Postby kitexpert » Mon Jul 25, 2016 10:57 pm

foilholio wrote:I found this interesting to explore on the keyboard again. Thanks.
Absolutely. These are complicated questions. There is so much changing parameters and feedback loops etc. :thumb:
foilholio wrote:From my understanding slight negative camber or reflex has the best L/D.
Airfoils with negative camber are inefficient, they have low L/D. Negative cambered airfoil has negative to zero lift at low AoA, then L/D is also 0 or below. At higher AoA's they work but are inefficient.

Reflex airfoils may have quite a lot camber, they are a compromises between efficiency and stability. They are often called auto-stable airfoils, because they resist low AoA's which otherwise may lead to front stall, with kites it means frontal collapse of the wing.

Best L/D is achieved with high camber airfoils. However there is two main reasons why they are not suitable for modern (depowerable) kites. 1) they are too unstable, kite with high cambered airfoil can not be used at low AoA. If wind is gusty it behaves aggressively, overflies and collapses. 2) they produce a lot of lift even at low AoA's. So kite with high cambered airfoil does not depower.

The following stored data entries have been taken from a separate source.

mod cli;
mod ui;

use std::path::Path;
use std::sync::Arc;
use std::time::Duration;

use anyhow::{Context, Result, bail};
use clap::Parser;
use serde::Deserialize;
use tokio::sync::oneshot;
use tokio::task::JoinHandle;
use tracing::{info, warn};

use blockvoice::config::BlockvoiceConfig;
use blockvoice::dispatch;
use blockvoice::executor::{UnitExecutor, WorkerPool};
use blockvoice::job::UnitInput;
use blockvoice::lifecycle::LifecycleManager;
use blockvoice::runtime::Runtime;
use blockvoice::{Coordinator, logging};
use cli::{Cli, Command};
use ui::JobProgress;

const POLL_INTERVAL: Duration = Duration::from_millis(200);

/// Either a bare list of blocks or `{"blocks": [...]}`.
#[derive(Deserialize)]
#[serde(untagged)]
enum BlocksFile {
    List(Vec<UnitInput>),
    Wrapped { blocks: Vec<UnitInput> },
}

fn read_blocks(path: &Path) -> Result<Vec<UnitInput>> {
    let contents =
        std::fs::read_to_string(path).with_context(|| format!("failed to read {}", path.display()))?;
    let blocks = match serde_json::from_str(&contents)
        .with_context(|| format!("failed to parse {}", path.display()))?
    {
        BlocksFile::List(blocks) | BlocksFile::Wrapped { blocks } => blocks,
    };
    Ok(blocks)
}

#[tokio::main]
async fn main() -> Result<()> {
    let cli = Cli::parse();
    logging::init(cli.verbose);

    let mut config = BlockvoiceConfig::load(cli.config.as_deref())?;
    if let Some(workers) = cli.workers {
        config.workers = workers;
    }
    let runtime = Runtime::from_config(&config)?;

    match cli.command {
        Command::Submit { file, output } => submit(runtime, &config, &file, output.as_deref()).await,
        Command::Status { job_id } => {
            let (coordinator, _rx) = offline(runtime, &config);
            ui::print_json(&coordinator.get_status(&job_id).await?);
            Ok(())
        }
        Command::Result { job_id } => {
            let (coordinator, _rx) = offline(runtime, &config);
            ui::print_json(&coordinator.get_result(&job_id).await?);
            Ok(())
        }
        Command::Audio {
            job_id,
            block,
            output,
        } => {
            let (coordinator, _rx) = offline(runtime, &config);
            let bytes = match block {
                Some(index) => coordinator.unit_audio(&job_id, index).await?,
                None => coordinator.composite_audio(&job_id).await?,
            };
            tokio::fs::write(&output, bytes)
                .await
                .with_context(|| format!("failed to write {}", output.display()))?;
            println!("{}", output.display());
            Ok(())
        }
        Command::Worker => worker(runtime, &config).await,
        Command::Sweep => {
            let report = LifecycleManager::new(runtime.clone()).sweep().await?;
            runtime.store.flush().await?;
            ui::print_json(&report);
            Ok(())
        }
        Command::Providers => {
            let (coordinator, _rx) = offline(runtime, &config);
            for provider in coordinator.list_providers() {
                println!("{provider}");
            }
            Ok(())
        }
        Command::Voices { provider } => {
            let (coordinator, _rx) = offline(runtime, &config);
            ui::print_json(&coordinator.list_voices(&provider)?);
            Ok(())
        }
    }
}

/// A coordinator for read-only commands; nothing is ever dispatched.
fn offline(runtime: Runtime, config: &BlockvoiceConfig) -> (Coordinator, dispatch::QueueReceiver) {
    let (tx, rx) = dispatch::channel(config.max_deliveries);
    (Coordinator::new(runtime, Arc::new(tx)), rx)
}

/// The in-process pipeline: a worker pool and the periodic sweep, both fed
/// by one coordinator.
struct Pipeline {
    coordinator: Coordinator,
    pool_tx: oneshot::Sender<()>,
    sweep_tx: oneshot::Sender<()>,
    pool: JoinHandle<blockvoice::Result<()>>,
    sweep: JoinHandle<()>,
}

impl Pipeline {
    fn start(runtime: Runtime, config: &BlockvoiceConfig) -> Self {
        let (tx, rx) = dispatch::channel(config.max_deliveries);
        let (pool_tx, pool_rx) = oneshot::channel();
        let (sweep_tx, sweep_rx) = oneshot::channel();

        let pool = WorkerPool::new(Arc::new(UnitExecutor::new(runtime.clone())), config.workers);
        let pool = tokio::spawn(pool.run(rx, pool_rx));
        let sweep = tokio::spawn(LifecycleManager::new(runtime.clone()).run(config.sweep_interval(), sweep_rx));

        Self {
            coordinator: Coordinator::new(runtime, Arc::new(tx)),
            pool_tx,
            sweep_tx,
            pool,
            sweep,
        }
    }

    /// Stop both tasks and wait for in-flight units.
    async fn stop(self) -> Result<Coordinator> {
        let _ = self.pool_tx.send(());
        let _ = self.sweep_tx.send(());
        self.pool.await??;
        self.sweep.await?;
        Ok(self.coordinator)
    }
}

async fn worker(runtime: Runtime, config: &BlockvoiceConfig) -> Result<()> {
    let pipeline = Pipeline::start(runtime, config);
    let report = pipeline.coordinator.resume().await?;
    info!(
        jobs = report.jobs.len(),
        redispatched = report.redispatched,
        assembled = report.assembled.len(),
        "resumed interrupted jobs"
    );

    tokio::signal::ctrl_c()
        .await
        .context("failed to listen for ctrl-c")?;
    info!("shutting down");
    pipeline.stop().await?;
    Ok(())
}

async fn submit(
    runtime: Runtime,
    config: &BlockvoiceConfig,
    file: &Path,
    output: Option<&Path>,
) -> Result<()> {
    let blocks = read_blocks(file)?;
    if runtime.synthesizer.providers().is_empty() {
        bail!("no TTS providers are configured");
    }

    let pipeline = Pipeline::start(runtime, config);
    let coordinator = &pipeline.coordinator;
    let job_id = coordinator.submit(blocks).await?;
    info!(job_id = %job_id, "job submitted");

    let initial = coordinator.get_status(&job_id).await?;
    let progress = JobProgress::start(&job_id, initial.unit_count);

    let finished = tokio::select! {
        report = coordinator.wait(&job_id, POLL_INTERVAL, |r| progress.update(r)) => Some(report?),
        _ = tokio::signal::ctrl_c() => {
            warn!(job_id = %job_id, "interrupted, stopping workers");
            None
        }
    };
    let coordinator = pipeline.stop().await?;

    let Some(report) = finished else {
        println!("job {job_id} left unfinished; `blockvoice worker` resumes it");
        return Ok(());
    };
    progress.finish(&report);

    let result = coordinator.get_result(&job_id).await?;
    if let Some(path) = output {
        let bytes = coordinator.composite_audio(&job_id).await?;
        tokio::fs::write(path, bytes)
            .await
            .with_context(|| format!("failed to write {}", path.display()))?;
        println!("{}", path.display());
    }
    ui::print_json(&result);
    Ok(())
}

If high cambered kite is forced to low AoA by the bridle, to get it depower, it collapses. So they are made fixed AoA kites, at stable enough AoA. Then they produce very strong pull, stronger than depowerable kite at same AoA.

It is interesting question when kite has highest L/D, at which AoA. According to Peter Lynn it is near 10 degrees, so very well powered up. It is remarkable that it goes down slowly, it is still high at 20 degrees, near or past stalling. I don't know how much this changes for different kites but my own experiences (very long snowkite upwind legs) do support it.
foilholio wrote: Nope all depower foils like this produce negative camber until Z engages. Preventing positive camber actually requires large adjustments to disable Z being tensioned or tensioned much.
Like Speed? Produce? You can trust me, foilholio: there is no traction kite with negative cambered airfoil. I have studied several of them and designed some 8) Speed has cambered airfoil, actually I was surprised how much of it it has. Airfoil shape can be seen roughly from the inflated kite.

When kite is depowered fully it flies mainly on A-lines. Then airfoil shape is the designed one and undistorted. It usually has moderate camber and some reflex, to allow enough depowering and for the needed stability. When kiter wants more power he sheets in and kite turns to higher AoA, increasing lift and L/D. Quite often kite is designed to increase camber simultaneously when AoA gets higher. This distorts kite, but at higher AoA's benefits are greater and there is no fear for instability.

For example, you have a new FS kite, correct lenght bridles and even mixer setup. Then you have an idea: "I want to make it more stable, let's pull more B-C". This means you disagree with the designer how cambered kite's airfoil should be. Now when fully depowered some B-C pull may exist and really decrease the camber, but then does the kite fly as low AoA than before? Is there any gain in depower? When starting to sheet in adjustment kicks in: kite has less pull, it is slower, worse upwind, it does not fly as far in the window and is more stable and has softer feeling. There is some more distortion also at low AoA's. Overall result is lower performance, but in very gusty conditions it may be ok.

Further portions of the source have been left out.